Heparin is the primary anticoagulant used during cardiac surgery to prevent thrombosis due to cardiopulmonary bypass (CPB)–related activation of the hemostatic system. The efficacy of heparin in the operating room is generally determined by activated clotting time (ACT) point-of-care tests performed throughout the procedure. In an effort to transition to the Hemochron Elite which requires approximately 1/10th the sampling volume of blood, we conducted a prospective study in 260 pediatric patients undergoing CPB. ACT tests were performed during CPB with a total of 260 pre-bypass and 1,117 on-bypass ACT values recorded. All samples were run simultaneously on both ACT devices.

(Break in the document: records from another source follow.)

//! Windowed rendering for continuous scroll.
//!
//! [`compute_window`] is the pure calculator; [`VirtualList`] owns the per-row
//! height estimates and measurements and keeps a prefix-offset cache that is
//! invalidated from the first row whose height changed.

use serde::Serialize;
use std::collections::HashMap;
use std::ops::Range;

#[derive(Debug, Clone, PartialEq, Serialize)]
pub struct VisibleWindow {
    /// Row indices to render, end exclusive.
    pub range: Range<usize>,
    /// Top offset of every row in `range`, in the same order.
    pub offsets: Vec<f32>,
    pub total_height: f32,
}

impl VisibleWindow {
    fn empty() -> Self {
        Self {
            range: 0..0,
            offsets: Vec::new(),
            total_height: 0.0,
        }
    }
}

/// Computes which rows intersect `[scroll_offset, scroll_offset + viewport_height]`,
/// widened by `overscan` rows on each side.
pub fn compute_window(
    scroll_offset: f32,
    viewport_height: f32,
    heights: &[f32],
    overscan: usize,
) -> VisibleWindow {
    let offsets = prefix_offsets(heights);
    window_from_offsets(scroll_offset, viewport_height, &offsets, overscan)
}

fn prefix_offsets(heights: &[f32]) -> Vec<f32> {
    let mut offsets = Vec::with_capacity(heights.len() + 1);
    let mut cursor = 0.0;
    offsets.push(cursor);

    for height in heights {
        cursor += height.max(0.0);
        offsets.push(cursor);
    }

    offsets
}

/// `offsets` holds `n + 1` cumulative entries for `n` rows.
fn window_from_offsets(
    scroll_offset: f32,
    viewport_height: f32,
    offsets: &[f32],
    overscan: usize,
) -> VisibleWindow {
    let row_count = offsets.len().saturating_sub(1);
    if row_count == 0 {
        return VisibleWindow::empty();
    }

    let total_height = offsets[row_count];
    let top = scroll_offset.clamp(0.0, total_height);
    let bottom = (scroll_offset + viewport_height.max(0.0)).clamp(0.0, total_height);

    let first = row_at(top, offsets);
    let last = if bottom > top {
        row_ending_at(bottom, offsets).max(first)
    } else {
        first
    };

    let start = first.saturating_sub(overscan);
    let end = (last + 1 + overscan).min(row_count);

    VisibleWindow {
        range: start..end,
        offsets: offsets[start..end].to_vec(),
        total_height,
    }
}

/// Index of the row containing `offset`; a row owns `[top, bottom)`.
fn row_at(offset: f32, offsets: &[f32]) -> usize {
    let row_count = offsets.len() - 1;
    let position = offsets[1..].partition_point(|bottom| *bottom <= offset);
    position.min(row_count - 1)
}

/// Index of the last row that starts above `offset`, so a viewport bottom on a
/// row boundary does not pull in the row below it.
fn row_ending_at(offset: f32, offsets: &[f32]) -> usize {
    let row_count = offsets.len() - 1;
    let position = offsets[1..].partition_point(|bottom| *bottom < offset);
    position.min(row_count - 1)
}

/// Height estimate for a row that has not been measured yet.
pub fn estimate_row_height(
    container_width: f32,
    max_width: f32,
    aspect_ratio: f32,
    padding: f32,
) -> f32 {
    (container_width.min(max_width).max(0.0) * aspect_ratio).round() + padding
}

#[derive(Debug, Clone, Copy, PartialEq)]
pub struct RowMetrics {
    pub container_width: f32,
    pub max_width: f32,
    /// Height divided by width.
    pub aspect_ratio: f32,
    pub padding: f32,
}

impl Default for RowMetrics {
    fn default() -> Self {
        Self {
            container_width: 960.0,
            max_width: 900.0,
            aspect_ratio: 1584.0 / 1224.0,
            padding: 80.0,
        }
    }
}

impl RowMetrics {
    pub fn estimate(&self) -> f32 {
        estimate_row_height(
            self.container_width,
            self.max_width,
            self.aspect_ratio,
            self.padding,
        )
    }
}

#[derive(Debug, Clone, PartialEq, Serialize)]
pub struct VirtualRow {
    pub page_number: u32,
    pub estimated_height: f32,
    pub measured_height: Option<f32>,
}

impl VirtualRow {
    pub fn height(&self) -> f32 {
        self.measured_height.unwrap_or(self.estimated_height)
    }

    pub fn is_measured(&self) -> bool {
        self.measured_height.is_some()
    }
}

#[derive(Debug, Clone)]
pub struct VirtualList {
    rows: Vec<VirtualRow>,
    index_by_page: HashMap<u32, usize>,
    metrics: RowMetrics,
    offsets: Vec<f32>,
    /// Number of leading entries of `offsets` that are still correct.
    valid_offsets: usize,
    invalidations: u64,
}

impl VirtualList {
    pub fn new(pages: impl IntoIterator<Item = u32>, metrics: RowMetrics) -> Self {
        let estimate = metrics.estimate();
        let rows: Vec<VirtualRow> = pages
            .into_iter()
            .map(|page_number| VirtualRow {
                page_number,
                estimated_height: estimate,
                measured_height: None,
            })
            .collect();
        let index_by_page = rows
            .iter()
            .enumerate()
            .map(|(index, row)| (row.page_number, index))
            .collect();

        Self {
            rows,
            index_by_page,
            metrics,
            offsets: Vec::new(),
            valid_offsets: 0,
            invalidations: 0,
        }
    }

    pub fn len(&self) -> usize {
        self.rows.len()
    }

    pub fn is_empty(&self) -> bool {
        self.rows.is_empty()
    }

    pub fn rows(&self) -> &[VirtualRow] {
        &self.rows
    }

    pub fn row(&self, index: usize) -> Option<&VirtualRow> {
        self.rows.get(index)
    }

    pub fn index_of(&self, page_number: u32) -> Option<usize> {
        self.index_by_page.get(&page_number).copied()
    }

    pub fn metrics(&self) -> RowMetrics {
        self.metrics
    }

    /// Number of times the offset cache was invalidated by a height change.
    pub fn invalidation_count(&self) -> u64 {
        self.invalidations
    }

    /// Records the real height of a page's row.
    ///
    /// Returns `true` when the cache was invalidated. Reporting the height a
    /// row already has is a no-op, which keeps measure → layout → measure
    /// cycles from looping.
    pub fn report_measured_height(&mut self, page_number: u32, height: f32) -> bool {
        if !height.is_finite() || height <= 0.0 {
            return false;
        }

        let Some(index) = self.index_of(page_number) else {
            return false;
        };

        let height = height.round();
        let row = &mut self.rows[index];
        if row.measured_height == Some(height) {
            return false;
        }

        row.measured_height = Some(height);
        self.invalidate_from(index);
        true
    }

    /// Re-estimates unmeasured rows for a new container width.
    ///
    /// Measured rows keep their measurement.
    pub fn set_container_width(&mut self, container_width: f32) -> bool {
        if self.metrics.container_width == container_width {
            return false;
        }

        self.metrics.container_width = container_width;
        let estimate = self.metrics.estimate();
        let mut first_changed = None;

        for (index, row) in self.rows.iter_mut().enumerate() {
            if row.estimated_height != estimate {
                row.estimated_height = estimate;
                if !row.is_measured() && first_changed.is_none() {
                    first_changed = Some(index);
                }
            }
        }

        match first_changed {
            Some(index) => {
                self.invalidate_from(index);
                true
            }
            None => false,
        }
    }

    fn invalidate_from(&mut self, index: usize) {
        // offsets[i] is the top of row i, so the top of `index` itself stays valid.
        self.valid_offsets = self.valid_offsets.min(index + 1);
        self.invalidations += 1;
    }

    fn ensure_offsets(&mut self) {
        let needed = self.rows.len() + 1;
        if self.valid_offsets == needed && self.offsets.len() == needed {
            return;
        }

        self.offsets.truncate(self.valid_offsets.max(1));
        if self.offsets.is_empty() {
            self.offsets.push(0.0);
        }

        while self.offsets.len() < needed {
            let index = self.offsets.len() - 1;
            let top = self.offsets[index];
            self.offsets.push(top + self.rows[index].height());
        }

        self.valid_offsets = needed;
    }

    pub fn total_height(&mut self) -> f32 {
        self.ensure_offsets();
        self.offsets.last().copied().unwrap_or(0.0)
    }

    /// Top offset of the row holding `page_number`, for scroll-to-page.
    pub fn offset_of(&mut self, page_number: u32) -> Option<f32> {
        let index = self.index_of(page_number)?;
        self.ensure_offsets();
        self.offsets.get(index).copied()
    }

    /// Page whose row contains the viewport centre.
    pub fn current_page(&mut self, scroll_offset: f32, viewport_height: f32) -> Option<u32> {
        if self.rows.is_empty() {
            return None;
        }

        self.ensure_offsets();
        let centre = (scroll_offset + viewport_height / 2.0).max(0.0);
        let index = row_at(centre, &self.offsets);
        self.rows.get(index).map(|row| row.page_number)
    }

    pub fn window(
        &mut self,
        scroll_offset: f32,
        viewport_height: f32,
        overscan: usize,
    ) -> VisibleWindow {
        self.ensure_offsets();
        window_from_offsets(scroll_offset, viewport_height, &self.offsets, overscan)
    }
}

#[cfg(test)]
mod tests {
    use super::*;

    fn list(pages: u32) -> VirtualList {
        VirtualList::new(1..=pages, RowMetrics::default())
    }

    #[test]
    fn window_tracks_scroll_position() {
        let heights = vec![1000.0, 1000.0, 1000.0, 1000.0];

        let window = compute_window(1100.0, 800.0, &heights, 0);
        assert_eq!(window.range, 1..2);
        assert_eq!(window.offsets, vec![1000.0]);
        assert_eq!(window.total_height, 4000.0);

        let shifted = compute_window(1500.0, 800.0, &heights, 0);
        assert_eq!(shifted.range, 1..3);
        assert_eq!(shifted.offsets, vec![1000.0, 2000.0]);
    }

    #[test]
    fn overscan_is_bounded_by_the_list() {
        let heights = vec![500.0; 5];
        let window = compute_window(0.0, 400.0, &heights, 2);
        assert_eq!(window.range, 0..3);

        let end = compute_window(10_000.0, 400.0, &heights, 2);
        assert_eq!(end.range, 2..5);
    }

    #[test]
    fn bottom_on_row_boundary_excludes_next_row() {
        let heights = vec![100.0; 4];

        let window = compute_window(0.0, 200.0, &heights, 0);
        assert_eq!(window.range, 0..2);
        assert_eq!(window.offsets, vec![0.0, 100.0]);

        let scrolled = compute_window(100.0, 200.0, &heights, 1);
        assert_eq!(scrolled.range, 0..4);

        let collapsed = compute_window(150.0, 0.0, &heights, 0);
        assert_eq!(collapsed.range, 1..2);
    }

    #[test]
    fn empty_list_has_empty_window() {
        let window = compute_window(0.0, 800.0, &[], 3);
        assert_eq!(window.range, 0..0);
        assert_eq!(window.total_height, 0.0);
    }

    #[test]
    fn estimate_uses_capped_width_and_padding() {
        assert_eq!(
            estimate_row_height(960.0, 900.0, 1584.0 / 1224.0, 80.0),
            1245.0
        );
        assert_eq!(
            estimate_row_height(600.0, 900.0, 1584.0 / 1224.0, 80.0),
            856.0
        );
    }

    #[test]
    fn measured_height_supersedes_estimate() {
        let mut list = list(3);
        let estimate = list.row(0).map(|row| row.height()).unwrap_or_default();

        assert!(list.report_measured_height(2, 700.0));
        assert_eq!(list.row(1).map(|row| row.height()), Some(700.0));
        assert_eq!(list.offset_of(3), Some(estimate + 700.0));
        assert_eq!(list.total_height(), estimate * 2.0 + 700.0);
    }

    #[test]
    fn repeated_report_does_not_invalidate_twice() {
        let mut list = list(4);

        assert!(list.report_measured_height(2, 1210.0));
        assert_eq!(list.invalidation_count(), 1);

        assert!(!list.report_measured_height(2, 1210.0));
        assert_eq!(list.invalidation_count(), 1);

        assert!(list.report_measured_height(2, 1190.0));
        assert_eq!(list.invalidation_count(), 2);
    }

    #[test]
    fn invalid_measurements_are_ignored() {
        let mut list = list(2);

        assert!(!list.report_measured_height(1, 0.0));
        assert!(!list.report_measured_height(1, f32::NAN));
        assert!(!list.report_measured_height(99, 500.0));
        assert_eq!(list.invalidation_count(), 0);
        assert!(!list.row(0).is_some_and(VirtualRow::is_measured));
    }

    #[test]
    fn width_change_never_reverts_measured_rows() {
        let mut list = list(3);
        list.report_measured_height(1, 640.0);

        assert!(list.set_container_width(500.0));
        assert_eq!(list.row(0).map(|row| row.height()), Some(640.0));
        assert_eq!(
            list.row(1).map(|row| row.height()),
            Some(estimate_row_height(500.0, 900.0, 1584.0 / 1224.0, 80.0))
        );
    }

    #[test]
    fn offsets_before_the_changed_row_are_preserved() {
        let mut list = list(5);
        let before = list.offset_of(3);

        list.report_measured_height(4, 300.0);
        assert_eq!(list.offset_of(3), before);
        assert_eq!(
            list.offset_of(4),
            before.map(|top| top + list.metrics().estimate())
        );
    }

    #[test]
    fn current_page_uses_viewport_centre() {
        let mut list = VirtualList::new(
            1..=3,
            RowMetrics {
                container_width: 1000.0,
                max_width: 1000.0,
                aspect_ratio: 1.0,
                padding: 0.0,
            },
        );

        assert_eq!(list.current_page(1200.0, 1000.0), Some(2));
        assert_eq!(list.current_page(0.0, 100.0), Some(1));
    }
}
//! Text selection capture and the copy affordance
//!
//! Selection and keyboard events are delivered by the host to a
//! [`SelectionRouter`]. Each mounted page surface subscribes on mount and
//! unsubscribes on teardown; there is no process-wide selection state.

use crate::clipboard::ClipboardSink;
use crate::error::ClipboardError;
use scanview_scheduler::TimerQueue;
use serde::Serialize;
use std::time::Duration;
use viewer_core::{Point, Rect};

pub type SurfaceId = u64;

/// Horizontal gap between the selection and the copy button
const AFFORDANCE_GAP: f32 = 8.0;

/// A finished user selection, in viewport coordinates.
#[derive(Debug, Clone, PartialEq, Default)]
pub struct SelectionEnd {
    /// Surface containing the selection's common ancestor, if any
    pub container: Option<SurfaceId>,
    pub rects: Vec<Rect>,
    pub text: String,
}

#[derive(Debug, Clone, Copy, PartialEq, Eq)]
pub enum Key {
    Escape,
    Other,
}

#[derive(Debug, Clone, PartialEq, Serialize)]
pub struct SelectionState {
    /// Relative to the surface's top-left corner
    pub bounding_rect: Rect,
    pub text: String,
    pub copied: bool,
}

#[derive(Debug, Default)]
pub struct SelectionRouter {
    next_id: SurfaceId,
    subscribers: Vec<SurfaceId>,
}

impl SelectionRouter {
    pub fn new() -> Self {
        Self::default()
    }

    pub fn subscribe(&mut self) -> SurfaceId {
        self.next_id += 1;
        self.subscribers.push(self.next_id);
        self.next_id
    }

    pub fn unsubscribe(&mut self, id: SurfaceId) -> bool {
        let before = self.subscribers.len();
        self.subscribers.retain(|subscriber| *subscriber != id);
        self.subscribers.len() != before
    }

    /// Surfaces that must see the next selection or key event
    pub fn recipients(&self) -> &[SurfaceId] {
        &self.subscribers
    }

    pub fn is_subscribed(&self, id: SurfaceId) -> bool {
        self.subscribers.contains(&id)
    }
}

#[derive(Debug, Clone, Copy, PartialEq, Eq)]
struct AckExpired;

#[derive(Debug)]
pub struct SelectionCapture {
    surface: SurfaceId,
    copied_ack: Duration,
    state: Option<SelectionState>,
    timers: TimerQueue<AckExpired>,
}

impl SelectionCapture {
    pub fn new(surface: SurfaceId, copied_ack: Duration) -> Self {
        Self {
            surface,
            copied_ack,
            state: None,
            timers: TimerQueue::new(),
        }
    }

    pub fn surface(&self) -> SurfaceId {
        self.surface
    }

    pub fn state(&self) -> Option<&SelectionState> {
        self.state.as_ref()
    }

    pub fn next_deadline(&self) -> Option<Duration> {
        self.timers.next_deadline()
    }

    /// `surface_origin` is the surface's top-left corner in viewport coordinates.
    pub fn on_selection_end(&mut self, event: &SelectionEnd, surface_origin: Point) {
        if event.container != Some(self.surface) || event.text.trim().is_empty() {
            self.clear();
            return;
        }

        let mut rects = event.rects.iter().filter(|rect| !rect.is_empty());
        let Some(first) = rects.next() else {
            self.clear();
            return;
        };

        let bounding = rects.fold(*first, |acc, rect| acc.union(rect));
        self.timers.clear();
        self.state = Some(SelectionState {
            bounding_rect: bounding.translate(-surface_origin.x, -surface_origin.y),
            text: event.text.clone(),
            copied: false,
        });
    }

    pub fn on_key(&mut self, key: Key) {
        if key == Key::Escape {
            self.clear();
        }
    }

    /// Where to float the copy button, relative to the surface.
    pub fn copy_affordance(&self) -> Option<Point> {
        let bounds = self.state.as_ref()?.bounding_rect;
        Some(Point::new(bounds.right() + AFFORDANCE_GAP, bounds.y))
    }

    /// Writes the selected text to `clipboard`.
    ///
    /// Returns `Ok(false)` when there is nothing selected. On success the
    /// state shows as copied until the acknowledgement expires, then clears.
    pub fn copy(
        &mut self,
        now: Duration,
        clipboard: &mut dyn ClipboardSink,
    ) -> Result<bool, ClipboardError> {
        let Some(state) = self.state.as_mut() else {
            return Ok(false);
        };

        clipboard.write_text(&state.text)?;
        state.copied = true;

        self.timers.clear();
        self.timers.schedule(now, self.copied_ack, AckExpired);
        Ok(true)
    }

    /// Returns `true` if the state changed.
    pub fn poll(&mut self, now: Duration) -> bool {
        if self.timers.drain_due(now).is_empty() {
            return false;
        }

        self.state = None;
        true
    }

    pub fn clear(&mut self) {
        self.timers.clear();
        self.state = None;
    }
}

#[cfg(test)]
mod tests {
    use super::*;
    use crate::clipboard::MemoryClipboard;

    fn ms(value: u64) -> Duration {
        Duration::from_millis(value)
    }

    fn selection(container: Option<SurfaceId>, text: &str) -> SelectionEnd {
        SelectionEnd {
            container,
            rects: vec![
                Rect::new(120.0, 220.0, 200.0, 14.0),
                Rect::new(110.0, 236.0, 80.0, 14.0),
            ],
            text: text.to_string(),
        }
    }

    #[test]
    fn selection_inside_surface_is_captured() {
        let mut router = SelectionRouter::new();
        let id = router.subscribe();
        let mut capture = SelectionCapture::new(id, ms(1200));

        let origin = Point::new(100.0, 200.0);
        capture.on_selection_end(&selection(Some(id), "Tyger Tyger"), origin);

        let state = capture.state().unwrap();
        assert_eq!(state.bounding_rect, Rect::new(10.0, 20.0, 210.0, 30.0));
        assert_eq!(state.text, "Tyger Tyger");
        assert!(!state.copied);
        assert_eq!(capture.copy_affordance(), Some(Point::new(228.0, 20.0)));
    }

    #[test]
    fn empty_escape_or_elsewhere_clears() {
        let mut capture = SelectionCapture::new(1, ms(1200));
        let origin = Point::new(0.0, 0.0);

        capture.on_selection_end(&selection(Some(1), "burning"), origin);
        capture.on_selection_end(&selection(Some(1), "  "), origin);
        assert!(capture.state().is_none());

        capture.on_selection_end(&selection(Some(1), "burning"), origin);
        capture.on_key(Key::Other);
        assert!(capture.state().is_some());
        capture.on_key(Key::Escape);
        assert!(capture.state().is_none());

        capture.on_selection_end(&selection(Some(1), "burning"), origin);
        capture.on_selection_end(&selection(Some(2), "bright"), origin);
        assert!(capture.state().is_none());

        capture.on_selection_end(&selection(Some(1), "burning"), origin);
        capture.on_selection_end(&selection(None, "bright"), origin);
        assert!(capture.state().is_none());
    }

    #[test]
    fn copy_acknowledges_then_clears() {
        let mut capture = SelectionCapture::new(1, ms(1200));
        let mut clipboard = MemoryClipboard::default();
        let origin = Point::new(0.0, 0.0);
        capture.on_selection_end(&selection(Some(1), "fearful symmetry"), origin);

        assert!(capture.copy(ms(500), &mut clipboard).unwrap());
        assert_eq!(clipboard.last(), Some("fearful symmetry"));
        assert!(capture.state().unwrap().copied);

        assert!(!capture.poll(ms(1699)));
        assert!(capture.state().is_some());
        assert!(capture.poll(ms(1700)));
        assert!(capture.state().is_none());
    }

    #[test]
    fn copy_without_selection_does_nothing() {
        let mut capture = SelectionCapture::new(1, ms(1200));
        let mut clipboard = MemoryClipboard::default();

        assert!(!capture.copy(ms(0), &mut clipboard).unwrap());
        assert!(clipboard.writes.is_empty());
    }

    #[test]
    fn router_tracks_subscriptions() {
        let mut router = SelectionRouter::new();
        let a = router.subscribe();
        let b = router.subscribe();

        assert_ne!(a, b);
        assert_eq!(router.recipients(), &[a, b]);
        assert!(router.unsubscribe(a));
        assert!(!router.unsubscribe(a));
        assert!(!router.is_subscribed(a));
        assert_eq!(router.recipients(), &[b]);
    }
}
pub mod geometry;
pub mod transform;
pub mod window;

pub use geometry::{Point, Rect, Size, SourceBox};
pub use transform::ScaleTransform;
pub use window::{
    compute_window, estimate_row_height, RowMetrics, VirtualList, VirtualRow, VisibleWindow,
};

/// One-based page number clamped into `1..=page_count`.
pub fn clamp_page(page: u32, page_count: u32) -> u32 {
    if page_count == 0 {
        return 1;
    }

    page.clamp(1, page_count)
}

pub fn next_page(current: u32, page_count: u32) -> u32 {
    clamp_page(current.saturating_add(1), page_count)
}

pub fn previous_page(current: u32, page_count: u32) -> u32 {
    clamp_page(current.saturating_sub(1), page_count)
}
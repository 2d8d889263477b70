fn main() {
    if let Err(error) = scanview_cli::run(std::env::args_os()) {
        eprintln!("{error:#}");
        std::process::exit(1);
    }
}
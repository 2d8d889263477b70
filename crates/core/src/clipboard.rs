//! Clipboard access for the selection copy action.
//!
//! [`SystemClipboard`] uses the `arboard` crate for cross-platform clipboard
//! access. Anything else that can receive text (a test double, a remote
//! session) implements [`ClipboardSink`].

use crate::error::ClipboardError;
use arboard::Clipboard;

pub trait ClipboardSink {
    fn write_text(&mut self, text: &str) -> Result<(), ClipboardError>;
}

/// The operating system clipboard, opened lazily on first write.
#[derive(Default)]
pub struct SystemClipboard {
    inner: Option<Clipboard>,
}

impl SystemClipboard {
    pub fn new() -> Self {
        Self::default()
    }
}

impl ClipboardSink for SystemClipboard {
    fn write_text(&mut self, text: &str) -> Result<(), ClipboardError> {
        if self.inner.is_none() {
            let clipboard = Clipboard::new()
                .map_err(|e| ClipboardError::Unavailable(e.to_string()))?;
            self.inner = Some(clipboard);
        }

        let Some(clipboard) = self.inner.as_mut() else {
            return Err(ClipboardError::Unavailable("clipboard not initialized".to_string()));
        };

        clipboard
            .set_text(text)
            .map_err(|e| ClipboardError::CopyFailed(e.to_string()))
    }
}

/// In-memory clipboard that records every write.
#[derive(Debug, Default, Clone)]
pub struct MemoryClipboard {
    pub writes: Vec<String>,
}

impl MemoryClipboard {
    pub fn last(&self) -> Option<&str> {
        self.writes.last().map(String::as_str)
    }
}

impl ClipboardSink for MemoryClipboard {
    fn write_text(&mut self, text: &str) -> Result<(), ClipboardError> {
        self.writes.push(text.to_string());
        Ok(())
    }
}
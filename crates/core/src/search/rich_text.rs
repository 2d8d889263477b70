//! Result-line highlighting over a small rich-text model
//!
//! A search result line is a sequence of [`Inline`] nodes. Highlighting wraps
//! every occurrence of a query term in a [`Inline::Mark`], descending into
//! links so that they survive, and leaving existing marks untouched.

use crate::search::query::{query_terms, terms_regex};
use regex::Regex;
use serde::Serialize;

#[derive(Debug, Clone, PartialEq, Eq, Serialize)]
#[serde(tag = "kind", rename_all = "snake_case")]
pub enum Inline {
    Text { text: String },
    Link { href: String, children: Vec<Inline> },
    Mark { text: String },
}

impl Inline {
    pub fn text(text: impl Into<String>) -> Self {
        Self::Text { text: text.into() }
    }

    pub fn link(href: impl Into<String>, children: Vec<Inline>) -> Self {
        Self::Link {
            href: href.into(),
            children,
        }
    }

    pub fn mark(text: impl Into<String>) -> Self {
        Self::Mark { text: text.into() }
    }

    fn push_plain(&self, out: &mut String) {
        match self {
            Self::Text { text } | Self::Mark { text } => out.push_str(text),
            Self::Link { children, .. } => children.iter().for_each(|child| child.push_plain(out)),
        }
    }
}

#[derive(Debug, Clone, PartialEq, Eq, Default, Serialize)]
#[serde(transparent)]
pub struct RichLine(pub Vec<Inline>);

impl RichLine {
    pub fn plain(text: impl Into<String>) -> Self {
        Self(vec![Inline::text(text)])
    }

    pub fn to_plain_text(&self) -> String {
        let mut out = String::new();
        self.0.iter().for_each(|node| node.push_plain(&mut out));
        out
    }

    pub fn marks(&self) -> Vec<&str> {
        fn collect<'a>(nodes: &'a [Inline], out: &mut Vec<&'a str>) {
            for node in nodes {
                match node {
                    Inline::Mark { text } => out.push(text),
                    Inline::Link { children, .. } => collect(children, out),
                    Inline::Text { .. } => {}
                }
            }
        }

        let mut out = Vec::new();
        collect(&self.0, &mut out);
        out
    }

    /// Wraps every case-insensitive occurrence of the query's terms.
    pub fn highlight(&self, query: &str) -> RichLine {
        match terms_regex(&query_terms(query)) {
            Some(regex) => RichLine(wrap_nodes(&self.0, &regex)),
            None => self.clone(),
        }
    }
}

fn wrap_nodes(nodes: &[Inline], regex: &Regex) -> Vec<Inline> {
    let mut out = Vec::with_capacity(nodes.len());

    for node in nodes {
        match node {
            Inline::Text { text } => wrap_text(text, regex, &mut out),
            Inline::Link { href, children } => {
                out.push(Inline::link(href.clone(), wrap_nodes(children, regex)))
            }
            Inline::Mark { .. } => out.push(node.clone()),
        }
    }

    out
}

fn wrap_text(text: &str, regex: &Regex, out: &mut Vec<Inline>) {
    let mut cursor = 0;

    for found in regex.find_iter(text) {
        if found.start() == found.end() {
            continue;
        }
        if found.start() > cursor {
            out.push(Inline::text(&text[cursor..found.start()]));
        }
        out.push(Inline::mark(found.as_str()));
        cursor = found.end();
    }

    if cursor < text.len() {
        out.push(Inline::text(&text[cursor..]));
    }
}

#[cfg(test)]
mod tests {
    use super::*;

    #[test]
    fn terms_are_wrapped_case_insensitively() {
        let line = RichLine::plain("The Tyger burning bright, tyger!");
        let highlighted = line.highlight("tyger");

        assert_eq!(
            highlighted.0,
            vec![
                Inline::text("The "),
                Inline::mark("Tyger"),
                Inline::text(" burning bright, "),
                Inline::mark("tyger"),
                Inline::text("!"),
            ]
        );
        assert_eq!(highlighted.to_plain_text(), line.to_plain_text());
    }

    #[test]
    fn quoted_query_highlights_each_term() {
        let highlighted = RichLine::plain("burning bright").highlight("\"bright burning\"");

        assert_eq!(highlighted.marks(), vec!["burning", "bright"]);
    }

    #[test]
    fn links_survive_highlighting() {
        let line = RichLine(vec![
            Inline::text("see "),
            Inline::link("#page-12", vec![Inline::text("Songs of Experience")]),
        ]);

        let highlighted = line.highlight("songs");
        let expected = vec![Inline::mark("Songs"), Inline::text(" of Experience")];

        assert_eq!(highlighted.0[1], Inline::link("#page-12", expected));
    }

    #[test]
    fn highlighting_twice_does_not_nest_marks() {
        let line = RichLine::plain("fearful symmetry");
        let once = line.highlight("symmetry");
        let twice = once.highlight("symmetry");

        assert_eq!(once, twice);
    }

    #[test]
    fn empty_query_leaves_line_alone() {
        let line = RichLine::plain("what the hammer");

        assert_eq!(line.highlight("   "), line);
    }
}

Several therapeutic cut-off possibilities ranging from >380 to >480 seconds were evaluated to ascertain the ACT level on the Elite device which best correlated with results from the Response device. Linear regression was used to determine correlation. The correlation between the two methods was moderate with a Pearsonrof .6 and .4 for pre-bypass bolus ACT values and on-bypass ACT values, respectively. As the therapeutic ACT cut-off values were lowered from 480 to 380 seconds on the Elite device relative to the Response device (>480 seconds) for the on-bypass heparin samples, more patients would be under-dosed (incidence rising from 1 to 2%) and fewer patients would be overdosed (incidence decreasing from 32 to 5%) and the percent correlation between devices increased from 67 to 93%. A similar trend was observed with the pre-bypass heparin bolus samples. There was no significant effect of temperature on the ACT values comparing both devices. A therapeutic ACT value of >400 seconds for CPB with the Hemochron Elite device reasonably approximates a therapeutic ACT value of >480 seconds on the Hemochron Response device in our congenital cardiac surgery practice. Transitioning to the Elite device significantly reduces the overall sampling volume required for ACT monitoring during cardiac surgery.